Strange speed up in GATK LeftAlignIndels
1
0
Entering edit mode
18 months ago

Hi!

I noticed a strange thing, I have been running a DNA-seq pipeline like this:

reads -> bwa-mem2 -> picard SortSam -> picard MergeSamFiles -> picard MarkDuplicates -> gatk LeftAlignIndels ...

gatk LeftAlignIndels has always taken around 4 hours to complete with the test reads I use here. But when i changed from picard to sambamba in the preceeding steps, now gatk LeftAlignIndels is suddenly completed after just 2 hours without any other changes.

How can that be? The workstation I run this on is not used by anyone elsa atm so it should not be due to that more resources was free when I noticed the drop in time.

Does anyone have an idea? Does sambamba do something that makes is easier to realign? I have no idea.

best/ Jonas

GATK LeftAlignIndels • 997 views
0
Entering edit mode

Im just guessing, but could it maybe be the case that sambamba uses a different compression level (-l option) than picards MarkDuplicates? Have you compared the file sizes of the MarkDuplicated bam?

0
Entering edit mode

Ah you might be right! that's probably right, I will check it

0
Entering edit mode
18 months ago
William ★ 5.2k

Both Indel Realignment and Left Alignment are not necessary if you are using HaplotypeCaller.

See https://sites.google.com/a/broadinstitute.org/legacy-gatk-forum-discussions/2018-04-11-2017-12-02/11322-Is-it-useful-to-call-LeftAlignIndels-after-IndelRealigner And other GATK website/forum sources. So you analysis can be even faster ;)

0
Entering edit mode

Aha I didn't know that! I do use HaplotypeCaller afterwards but i also use Delly and Manta, do you know if it is required for those steps? I guess it is, cause that's what my supervisor showed me. However I haven't dug so deep yet, so I don't know:)

0
Entering edit mode

For short variants Indel Realignment and Left Alignment are not needed anymore because it happens within the GATK haplotypecaler.
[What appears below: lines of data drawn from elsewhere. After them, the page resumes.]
//! Per-user records: company settings (substitution defaults + stage
//! timings) and SMTP credentials.

use std::collections::HashMap;

use chrono::Duration;
use serde::{Deserialize, Serialize};

use crate::error::{LeadflowError, Result};
use crate::stage::Stage;

/// Unit for a configured stage delay.
#[derive(Debug, Clone, Copy, PartialEq, Eq, Serialize, Deserialize)]
#[serde(rename_all = "snake_case")]
pub enum TimingUnit {
    Minutes,
    Hours,
    Days,
}

/// When a stage's email goes out, relative to the previous send.
#[derive(Debug, Clone, Serialize, Deserialize)]
pub struct StageTiming {
    pub delay: i64,
    pub unit: TimingUnit,
    #[serde(default)]
    pub description: String,
}

impl StageTiming {
    pub fn new(delay: i64, unit: TimingUnit, description: &str) -> Self {
        Self {
            delay,
            unit,
            description: description.to_string(),
        }
    }

    pub fn to_duration(&self) -> Duration {
        match self.unit {
            TimingUnit::Minutes => Duration::minutes(self.delay),
            TimingUnit::Hours => Duration::hours(self.delay),
            TimingUnit::Days => Duration::days(self.delay),
        }
    }
}

/// Per-user substitution defaults and stage timing overrides.
#[derive(Debug, Clone, Default, Serialize, Deserialize)]
pub struct CompanySettings {
    pub user_id: String,
    #[serde(default)]
    pub company_name: String,
    #[serde(default)]
    pub sender_name: String,
    #[serde(default)]
    pub sender_email: String,
    #[serde(default)]
    pub website_url: String,
    #[serde(default)]
    pub service: String,
    #[serde(default)]
    pub industry: String,
    /// Stage → timing override; absent stages fall back to the builtin
    /// delay for that stage.
    #[serde(default)]
    pub email_timings: HashMap<Stage, StageTiming>,
}

impl CompanySettings {
    /// Empty settings for a user with nothing configured — substitution
    /// degrades to empty strings, timings to builtins.
    pub fn default_for(user_id: &str) -> Self {
        Self {
            user_id: user_id.to_string(),
            ..Default::default()
        }
    }

    /// Effective delay before `stage`'s email: user override, else builtin.
    pub fn delay_for(&self, stage: Stage) -> Duration {
        self.email_timings
            .get(&stage)
            .map(|t| t.to_duration())
            .unwrap_or_else(|| stage.default_delay())
    }
}

/// Per-user SMTP account. All four fields are required before any send is
/// attempted.
#[derive(Debug, Clone, Serialize, Deserialize)]
pub struct SmtpCredentials {
    pub host: String,
    pub port: u16,
    pub username: String,
    pub password: String,
}

impl SmtpCredentials {
    /// Precondition check, surfaced before a transport is ever built.
    pub fn validate(&self) -> Result<()> {
        let missing = [
            ("host", self.host.is_empty()),
            ("port", self.port == 0),
            ("username", self.username.is_empty()),
            ("password", self.password.is_empty()),
        ]
        .into_iter()
        .filter_map(|(name, empty)| empty.then_some(name))
        .collect::<Vec<_>>();

        if missing.is_empty() {
            Ok(())
        } else {
            Err(LeadflowError::MissingCredentials(missing.join(", ")))
        }
    }

    /// Port 465 speaks TLS from the first byte; everything else upgrades
    /// via STARTTLS.
    pub fn implicit_tls(&self) -> bool {
        self.port == 465
    }
}

#[cfg(test)]
mod tests {
    use super::*;

    #[test]
    fn test_timing_units() {
        assert_eq!(
            StageTiming::new(30, TimingUnit::Minutes, "").to_duration(),
            Duration::minutes(30)
        );
        assert_eq!(
            StageTiming::new(12, TimingUnit::Hours, "").to_duration(),
            Duration::hours(12)
        );
        assert_eq!(
            StageTiming::new(7, TimingUnit::Days, "").to_duration(),
            Duration::days(7)
        );
    }

    #[test]
    fn test_delay_for_falls_back_to_builtin() {
        let mut settings = CompanySettings::default_for("u1");
        assert_eq!(settings.delay_for(Stage::CalledOnce), Duration::zero());
        assert_eq!(settings.delay_for(Stage::CalledTwice), Duration::days(7));

        settings.email_timings.insert(
            Stage::CalledTwice,
            StageTiming::new(3, TimingUnit::Days, "quick follow-up"),
        );
        assert_eq!(settings.delay_for(Stage::CalledTwice), Duration::days(3));
    }

    #[test]
    fn test_credentials_validate() {
        let creds = SmtpCredentials {
            host: "smtp.example.com".into(),
            port: 587,
            username: "mailer@example.com".into(),
            password: "hunter2".into(),
        };
        assert!(creds.validate().is_ok());
        assert!(!creds.implicit_tls());

        let creds = SmtpCredentials {
            host: String::new(),
            port: 465,
            username: "mailer@example.com".into(),
            password: String::new(),
        };
        let err = creds.validate().unwrap_err();
        match err {
            LeadflowError::MissingCredentials(fields) => {
                assert!(fields.contains("host"));
                assert!(fields.contains("password"));
            }
            other => panic!("unexpected error: {other}"),
        }
        assert!(creds.implicit_tls());
    }
}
For structural variants I am not sure, but guess it does not matter because these look at larger DNA variants. Both discordant pair and split read based SV calling would not be (much) affected by indel realignment? Would be good to check. I don't think the manuals of Lumpy, Manta, or Delly recommended indel realignment for creating the input bam files.

0
Entering edit mode

I agree, I wouldn't expect the GATK's local realignment tools (IR etc) to have much impact on full-blown SV calls, because those tools are really only designed to resolve small issues around short indels.

Might be worth looking at the GATK-SV pipeline, which includes calling Delly, Manta and a few others internally. The GATK team has done a lot of work on integrating those calls from different tools into a robust pipeline that also plays well with the other GATK pipelines (input requirements etc). It's still being fine-tuned but it's already been used at scale for projects like GnomAD-SV. See https://github.com/broadinstitute/gatk-sv

0
Entering edit mode

thank you so much vdauwera and @William for your help! I will have a look at this!